Regia di Jean-Luc Godard vedi scheda film
Gli anni '80 di Godard sono cominciati - o forse, meglio, ricominciati - nel segno di un'autoreferenzialità esasperata; oltre a comparsate e ruoli vari sostenuti nelle sue opere, il regista francese si è espressamente dedicato a esplicitare il suo rapporto con il cinema: pura passione, appunto. Anche qui, come in Si salvi chi può (La vita), del 1980, fra i protagonisti c'è un regista (là si chiamava addirittura Godard...) e come spesso accade nel cinema godardiano il set cinematografico diventa ambiente ideale per la narrazione, confondendosi con la realtà circostante (all'interno del film) e con la realtà del set che lo sta mettendo in scena.
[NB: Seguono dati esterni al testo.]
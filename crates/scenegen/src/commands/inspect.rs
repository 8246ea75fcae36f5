use super::ConfigArgs;
use crate::{
    dataset::{read_header_size, read_source},
    packer::load_entries,
};
use anyhow::ensure;
use clap::Args;
use scenegen_utils::{ok, AnyResult, AnyhowResultExt};
use std::fs;

#[derive(Debug, Args)]
pub struct InspectCommand {
    #[command(flatten)]
    pub config: ConfigArgs,
}

impl crate::Command for InspectCommand {
    fn run(self) -> AnyResult {
        let config = self.config.resolve()?;
        let header_path = config.header_path();
        let source_path = config.source_path();

        let header = fs::read_to_string(&header_path)
            .otherwise_with(|| format!("couldn't read {}", header_path.display()))?;
        let source = fs::read_to_string(&source_path)
            .otherwise_with(|| format!("couldn't read {}", source_path.display()))?;

        let declared = read_header_size(&header)
            .otherwise_with(|| format!("couldn't parse {}", header_path.display()))?;
        let entries = read_source(&source)
            .otherwise_with(|| format!("couldn't parse {}", source_path.display()))?;

        println!(" : {} declares {declared} dataset(s)", header_path.display());
        for entry in &entries {
            println!(
                "  - {}: scene {} B, obj {} B, mtl {} B",
                entry.name,
                entry.scene.len(),
                entry.obj.len(),
                entry.mtl.len()
            );
        }

        ensure!(
            entries.len() == declared,
            "{} holds {} entries, but the header declares {declared}",
            source_path.display(),
            entries.len()
        );

        println!(" : Comparing against {}...", config.models_dir.display());
        let current = load_entries(&config)?;
        ensure!(
            current.len() == entries.len(),
            "{} holds {} entries, but {} scenes are present now",
            source_path.display(),
            entries.len(),
            current.len()
        );

        for (index, (embedded, current)) in entries.iter().zip(&current).enumerate() {
            ensure!(
                embedded.name == current.name,
                "entry {index} is `{}`, expected `{}`",
                embedded.name,
                current.name
            );

            let stale = [
                ("scene", &embedded.scene, &current.scene_text),
                ("obj", &embedded.obj, &current.obj_text),
                ("mtl", &embedded.mtl, &current.mtl_text),
            ]
            .into_iter()
            .filter(|(_, packed, on_disk)| packed != on_disk)
            .map(|(field, _, _)| field)
            .collect::<Vec<_>>();

            ensure!(
                stale.is_empty(),
                "entry `{}` is out of date: {} differ from the files on disk",
                embedded.name,
                stale.join(", ")
            );
        }

        ok()
    }
}

#[cfg(test)]
mod tests {
    use super::*;
    use crate::{emit::header_text, packer::pack, testing::ScratchDir, Command};

    fn inspect(dir: &ScratchDir) -> AnyResult {
        InspectCommand {
            config: ConfigArgs {
                models: Some(dir.path().join("models")),
                references: Some(dir.path().to_path_buf()),
                output: Some(dir.path().join("src")),
                ..Default::default()
            },
        }
        .run()
    }

    #[test]
    fn freshly_packed_dataset_is_consistent() {
        let dir = ScratchDir::new("inspect-ok");
        dir.mkdir("src");
        dir.write("models/foo.scene", "o assets/foo.obj\nm assets/foo.mtl\n");
        dir.write("assets/foo.obj", "v 0 0 0\n");
        dir.write("assets/foo.mtl", "newmtl x\n");

        pack(&dir.config()).unwrap();
        inspect(&dir).unwrap();
    }

    #[test]
    fn edited_asset_is_reported() {
        let dir = ScratchDir::new("inspect-stale");
        dir.mkdir("src");
        dir.write("models/foo.scene", "o assets/foo.obj\nm assets/foo.mtl\n");
        dir.write("assets/foo.obj", "v 0 0 0\n");
        dir.write("assets/foo.mtl", "newmtl x\n");

        pack(&dir.config()).unwrap();
        dir.write("assets/foo.obj", "v 1 1 1\n");

        let err = inspect(&dir).unwrap_err();
        assert!(err.to_string().contains("obj"));
    }

    #[test]
    fn count_mismatch_is_reported() {
        let dir = ScratchDir::new("inspect-mismatch");
        dir.mkdir("models");
        dir.mkdir("src");

        pack(&dir.config()).unwrap();
        dir.write("src/dataset.h", &header_text(4));

        assert!(inspect(&dir).is_err());
    }
}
Sebbene la lucidità non sia una delle sue più spiccate doti, qui Godard - anche sceneggiatore e montatore - riesce a dare una forma narrativa più o meno solida al suo lavoro, mettendo a confronto e facendo scontrare fra loro una serie di personaggi accomunati da un acuto sentimento di insoddisfazione: e anche questa è passione, nel senso di ambizione smisurata rispetto alle proprie possibilità o, molto più pragmaticamente, a quello che il contesto può offrire (l'operaia stanca di lavorare a cottimo, il regista deluso dalla luce e dagli interpreti, l'industriale litigioso e perennemente vittima di tosse nervosa). Un tris d'eccezione costituisce il piatto forte del menu: sono i protagonisti Michel Piccoli, Hanna Schygulla e Isabelle Huppert; nonostante l'alto budget produttivo, Passion andò piuttosto male. 6/10.
Un'operaia balbuziente, sentendosi sfruttata, osteggia il padrone della fabbrica; l'uomo litiga anche con la moglie, che per giunta lo tradisce con un regista. Il regista, infine, tenta di realizzare un film ispirato a una serie di quadri celebri, ma ne è del tutto insoddisfatto.